Nieważne czy strzał był celny czy niecelny, padł gol czy było pudło. Ważne, aby to dobitnie zaakcentować, przyciągnąć do telewizora nieobecnych, obudzić drzemiących, przestraszyć tchórzliwych. Sprytna autoreklama. Teraz wielu telewidzów na długo zapamięta nazwisko Rosłoń. Będzie przytaczać je w różnych kontekstach, wśród wielu innych wyrazów, określeń a zapewne i zdań złożonych z wielu, nierzadko, członów.
Wydaje się, że mamy wreszcie w Polsce anonsera na miarę Michaela Buffera; i to do potęgi „entej”! Amerykanin jak wiadomo zapowiada bokserską walkę i ogłasza jej rezultat, więc nie dość że słyszymy go tylko dwa razy, to jeszcze w porównaniu z „naszym” Rosłoniem jest mdły wyciszony i rozlazły jak keczap (określenie Andrzeja Kostyry, komentatora boksu, m.in. w Polsat Sport). Natomiast vocal pana Marcina zadźwięczy znacznie częściej i ze znacznie wydatniejszą ekspresją.
Pora na (improwizowany, ale w klimacie oryginału) przykład z ostatniego meczu. Rafał Nahorny snuje jeden ze swych 100 monologów-wątków (tyle może upchnąć w czasie jednego meczu!): Jeżeli MU wygra ten mecz sytuacja „The Reds" będzie nie do pozazdroszczenia. Podopieczni Rafy Beniteza Dżeeeeeeeeeeerrard (przeciągłe „e” to właśnie ten przepastny, podjajeczny ryk-nowalijka Rosłonia – reakcja na strzał Anglika). Pan Rafał: Kończę wątek. Podopieczni Rafy Beniteza walczą bowiem już tylko o 4-te miejsce premiowane startem w przyszłej edycji LM. Jeżeli się im… Tooooooooores (już wiadomo kto to – tym razem strzelał niecelnie Hiszpan). Red. Nahorny konsekwentnie prądkuje wątkiem: Dokończę. Jeżeli się im to nie uda to prawdopodobnie Benitez pożegna się z posadą. Kto będzie jego… Tooooooooores. Tym razem Torres zdobył bramkę (0:1), więc pan Rafał (wyjątkowo) wątku już nie dokończy. To jedyna słabość jego warsztatu. Teraz przez kilka minut „leci” za to życiorys i wszelkie możliwe dane statystyczne i osiągnięcia strzelca. Obaj ożywieni, podekscytowani, przekrzykują się, gardłują jak nakręceni. Aż tu nagle znowu panamarcinowe: Roooooooney (w pełni zasadne, jest już 1:1). Teraz przez kilka minut „leci” życiorys… itd.
Ale w 60 min gola (na 2:1) dla MU strzelił… no właśnie: Koreańczyk Park Ji-Sung. Czy pan Marcin się zagapił, czy zbił z pantałyku, nie wiem. Dość, że tym razem anons nie wypalił. Panie Marcinie śmiało: Paaaaaaark-Dżiiiiiiiiiiiiiiii-Suuuuuuuuuung. Skowycz Pan trzyczłonowo, będzie ok.!
Marzy mi się relacja pana Rosłonia z meczu ligi koreańskiej. Spotkania z dużą ilością strzałów, zwłaszcza!

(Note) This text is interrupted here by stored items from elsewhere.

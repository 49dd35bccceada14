//! Fuzzy lookup of schema keys in model-produced objects.
//!
//! Models drift from the requested key spelling (`coreStyle`, `Core Style`,
//! `KEY-ELEMENTS`). Matching is tried in this order:
//! 1. Exact key
//! 2. Declared aliases (exact)
//! 3. Canonical form: accents folded, separators dropped, lowercased
//!
//! Step 3 never claims a key that is itself an exact schema key.

use serde_json::{Map, Value};
use unicode_normalization::UnicodeNormalization;

use crate::schema::{ListField, CONFIDENCE_KEY, MEMO_ALIASES, MEMO_KEY};

/// Finds one schema field in an object.
#[derive(Debug, Clone)]
pub struct FieldMatcher {
    /// Canonical key of the field.
    pub expected: &'static str,
    /// Alternate keys accepted verbatim.
    pub aliases: &'static [&'static str],
}

impl FieldMatcher {
    /// Creates a matcher without aliases.
    pub const fn new(expected: &'static str) -> Self {
        Self {
            expected,
            aliases: &[],
        }
    }

    /// Adds verbatim aliases.
    pub fn with_aliases(mut self, aliases: &'static [&'static str]) -> Self {
        self.aliases = aliases;
        self
    }

    /// Looks the field up in `obj`, returning the key actually used and its value.
    ///
    /// # Examples
    /// ```
    /// use styleparse::repair::matcher::FieldMatcher;
    /// use serde_json::json;
    ///
    /// let value = json!({"coreStyle": ["Nordic"]});
    /// let obj = value.as_object().unwrap();
    /// let (key, _) = FieldMatcher::new("core_style").find_in_object(obj).unwrap();
    /// assert_eq!(key, "coreStyle");
    /// ```
    pub fn find_in_object<'a>(
        &self,
        obj: &'a Map<String, Value>,
    ) -> Option<(&'a String, &'a Value)> {
        if let Some(found) = obj.iter().find(|(k, _)| k.as_str() == self.expected) {
            return Some(found);
        }

        for alias in self.aliases {
            if let Some(found) = obj.iter().find(|(k, _)| k.as_str() == *alias) {
                return Some(found);
            }
        }

        let expected = canonical_key(self.expected);
        obj.iter()
            .filter(|(k, _)| !is_schema_key(k))
            .find(|(k, _)| canonical_key(k) == expected)
    }
}

/// Returns true if `key` is spelled exactly like a schema key or alias.
fn is_schema_key(key: &str) -> bool {
    key == CONFIDENCE_KEY
        || key == MEMO_KEY
        || MEMO_ALIASES.contains(&key)
        || ListField::ALL.iter().any(|f| f.key() == key)
}

/// Folds a key to lowercase alphanumerics with accents removed.
///
/// # Examples
/// ```
/// use styleparse::repair::matcher::canonical_key;
///
/// assert_eq!(canonical_key("Core-Style"), "corestyle");
/// assert_eq!(canonical_key("coreStyle"), "corestyle");
/// assert_eq!(canonical_key("mémo"), "memo");
/// ```
pub fn canonical_key(key: &str) -> String {
    remove_accents(key)
        .chars()
        .filter(|c| c.is_alphanumeric())
        .flat_map(char::to_lowercase)
        .collect()
}

/// Removes combining marks and common ligatures (é → e, ß → ss).
pub fn remove_accents(s: &str) -> String {
    let s = s
        .replace('ß', "ss")
        .replace('æ', "ae")
        .replace('Æ', "AE")
        .replace('ø', "o")
        .replace('Ø', "O")
        .replace('œ', "oe")
        .replace('Œ', "OE");

    s.nfkd()
        .filter(|c| !unicode_normalization::char::is_combining_mark(*c))
        .collect()
}
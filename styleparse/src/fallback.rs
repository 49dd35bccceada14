//! Deterministic last-resort result.

use crate::{
    config::{FieldDefaults, FALLBACK_CONFIDENCE},
    schema::{AnalysisResult, ListField},
};

/// Builds the low-confidence default result.
///
/// Takes no input and cannot fail; the controller still checks the result's
/// invariants because the defaults come from configuration.
#[derive(Debug, Clone, Default)]
pub struct FallbackGenerator {
    defaults: FieldDefaults,
}

impl FallbackGenerator {
    /// Creates a generator over the given defaults.
    pub fn new(defaults: FieldDefaults) -> Self {
        Self { defaults }
    }

    /// Every list holds its default, confidence is 0.1, memo asks for a retry.
    pub fn fallback(&self) -> AnalysisResult {
        let list = |field: ListField| vec![self.defaults.list_default(field).to_string()];
        AnalysisResult {
            core_style: list(ListField::CoreStyle),
            key_elements: list(ListField::KeyElements),
            target_persona: list(ListField::TargetPersona),
            recommended_activities: list(ListField::RecommendedActivities),
            unsuitable_persona: list(ListField::UnsuitablePersona),
            confidence_score: FALLBACK_CONFIDENCE,
            memo: self.defaults.fallback_memo.clone(),
        }
    }
}

#[cfg(test)]
mod tests {
    use pretty_assertions::assert_eq;

    use super::*;
    use crate::schema::Violation;

    #[test]
    fn test_fallback_is_valid_and_deterministic() {
        let generator = FallbackGenerator::default();
        let first = generator.fallback();
        assert_eq!(first.check(), Ok(()));
        assert_eq!(first, generator.fallback());
        assert_eq!(first.confidence_score, 0.1);
        assert_eq!(first.core_style, vec!["Default style"]);
        assert_eq!(first.unsuitable_persona, vec!["Unsuitable guest"]);
        assert!(first.memo.contains("try again"));
    }

    #[test]
    fn test_blank_default_breaks_invariant_check() {
        // RecoveryConfig::validate rejects this; the generator itself does not
        let defaults = FieldDefaults {
            key_elements: String::new(),
            ..FieldDefaults::default()
        };
        let result = FallbackGenerator::new(defaults).fallback();
        assert_eq!(
            result.check(),
            Err(Violation::BlankEntry(ListField::KeyElements))
        );
    }
}
//! The model invocation seam.

use async_trait::async_trait;
use serde::{Deserialize, Serialize};

use crate::error::GenerationError;

/// How a generation call's output will be consumed.
#[derive(Debug, Clone, Copy, PartialEq, Eq, Serialize, Deserialize)]
#[serde(rename_all = "snake_case")]
pub enum CallShape {
    /// Output goes through the strict structured parser. Clients may add
    /// format instructions for this shape.
    Structured,
    /// Output is taken as free text.
    Raw,
}

/// Input to one analysis: an opaque prompt plus image references.
#[derive(Debug, Clone, Default, PartialEq, Eq, Serialize, Deserialize)]
pub struct GenerationRequest {
    /// Prompt text, passed through untouched.
    pub prompt: String,
    /// Image URLs to analyze.
    #[serde(default)]
    pub images: Vec<String>,
}

impl GenerationRequest {
    /// Creates a request without images.
    pub fn new(prompt: impl Into<String>) -> Self {
        Self {
            prompt: prompt.into(),
            images: Vec::new(),
        }
    }

    /// Attaches image references.
    pub fn with_images<I, S>(mut self, images: I) -> Self
    where
        I: IntoIterator<Item = S>,
        S: Into<String>,
    {
        self.images = images.into_iter().map(Into::into).collect();
        self
    }

    /// Renders the images as one `- <url>` line each, for prompt templates.
    ///
    /// # Examples
    ///
    /// ```
    /// use styleparse::recovery::GenerationRequest;
    ///
    /// let request = GenerationRequest::new("Analyze").with_images(["a.jpg", "b.jpg"]);
    /// assert_eq!(request.image_list(), "- a.jpg\n- b.jpg");
    /// ```
    pub fn image_list(&self) -> String {
        self.images
            .iter()
            .map(|url| format!("- {url}"))
            .collect::<Vec<_>>()
            .join("\n")
    }
}

/// A model client: request in, free-form text out.
///
/// Implementations must be safe to share across concurrent runs. Timeouts are
/// applied by the controller, not by the generator.
#[async_trait]
pub trait Generator: Send + Sync {
    /// Performs one generation call.
    async fn generate(
        &self,
        request: &GenerationRequest,
        shape: CallShape,
    ) -> Result<String, GenerationError>;
}

/// Generator that answers every call with a saved response.
///
/// Used to re-run the pipeline over a response captured earlier.
#[derive(Debug, Clone)]
pub struct ReplayGenerator {
    response: String,
}

impl ReplayGenerator {
    /// Creates a generator replaying `response`.
    pub fn new(response: impl Into<String>) -> Self {
        Self {
            response: response.into(),
        }
    }
}

#[async_trait]
impl Generator for ReplayGenerator {
    async fn generate(
        &self,
        _request: &GenerationRequest,
        _shape: CallShape,
    ) -> Result<String, GenerationError> {
        Ok(self.response.clone())
    }
}

#[cfg(test)]
mod tests {
    use super::*;

    #[test]
    fn test_empty_image_list() {
        assert_eq!(GenerationRequest::new("p").image_list(), "");
    }

    #[test]
    fn test_request_deserializes_without_images() {
        let request: GenerationRequest = serde_json::from_str(r#"{"prompt": "p"}"#).unwrap();
        assert_eq!(request, GenerationRequest::new("p"));
    }

    #[tokio::test]
    async fn test_replay_generator_repeats_response() {
        let generator = ReplayGenerator::new("same");
        let request = GenerationRequest::new("p");
        for shape in [CallShape::Structured, CallShape::Raw] {
            assert_eq!(generator.generate(&request, shape).await.unwrap(), "same");
        }
    }
}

* Przypuszczam że podobnymi wrzaskami nawoływali się kiedyś nasi dawni i bardzo dawni przodkowie, np. pitekantropus – istota podobna do człowieka, znana z wykopalisk; homo erectus; pitekantrop (źródło: Wikipedia).

poniedziałek, 22 marca 2010

Sportowa misja tandetą faszerowana


19.03.2010. TVP1. Mistrzostwa Świata na mamuciej skoczni w Planicy. Komentował Włodzimierz Szaranowicz.
Na wstępie przypomnienie (będę to czynił cyklicznie – ta perełka tego warta!).
Pytanie padło w studio, w spokojnej rozmowie. Włodzimierz Szaranowicz do Przemysława Salety, kończącego karierę:
– Chciałbyś powąchać jeszcze smak potu w ringu?
TVP. 2003 r.

Aktualnie w relacji z konkursu skoków usłyszeliśmy, m.in.:
Widzą Państwo te chmury i masy powietrza osiadłe na wzgórzach.
O Ammanie: Nie pokazuje, nie daje szans rywalom, żeby go gdzieś tam ukruszyli.
O skaczącym: Przeszedł do II-giej fazy, przykrywając do końca ten skok.
O innym skoczku: Jakby przyziemiał się jak samolocik.
Skakał Damian: Niewiarygodnie szybkie dźwignięcie na progu. Co się Damianowi konkretnie dźwignęło red. nie ujawnił.
O koncentracji: Otoczyć się skorupą obojętności.
Było też o odwiecznym pragnieniu człowieka, aby szybował jak ptak. Itd., itp.
Cały przekaz chaotyczny, bez żadnej koncepcji. Wszystko mieszało się ze wszystkim. To był właściwie jeden monolog pełen banałów, werbalnej tandety, pseudoretoryka, zadowolonego z siebie kabotyna*. Żenujący bigos bezmyślności. W dodatku odnosiło się wrażenie, że ten człowiek czymś się naszprycował. Nienaturalna egzaltacja i podniecenie trwało przez całą relację.
No cóż, u jednych ptasi kunszt u innych ptasi mózg.
Nazajutrz pan Włodzimierz relacjonował konkurs drużynowy. Albo miał kaca, albo odreagował „wspomaganie” z poprzedniego dnia. Zero wczorajszego ożywienia. Ledwie go było słychać. I ten kierunek trzymać panie red.: omdlały jest Pan do zaakceptowania.
Telewizyjne studio prowadził Maciej Kurzajewski. Natchniony głos, niebiański uśmiech, dobroć, łaskawość i pobłażliwość dla telewidzów i parafian zaproszonych, bezcenna. Tylko strój red. niestosowny. Następnym razem proponuję wdziać koloratkę, sutannę, fioletowy birecik z różowym pomponem, gustowną komeżkę z ażurkiem drobniutko dzierganym. Księże Macieju, Ty nasz wielebny, upraszamy!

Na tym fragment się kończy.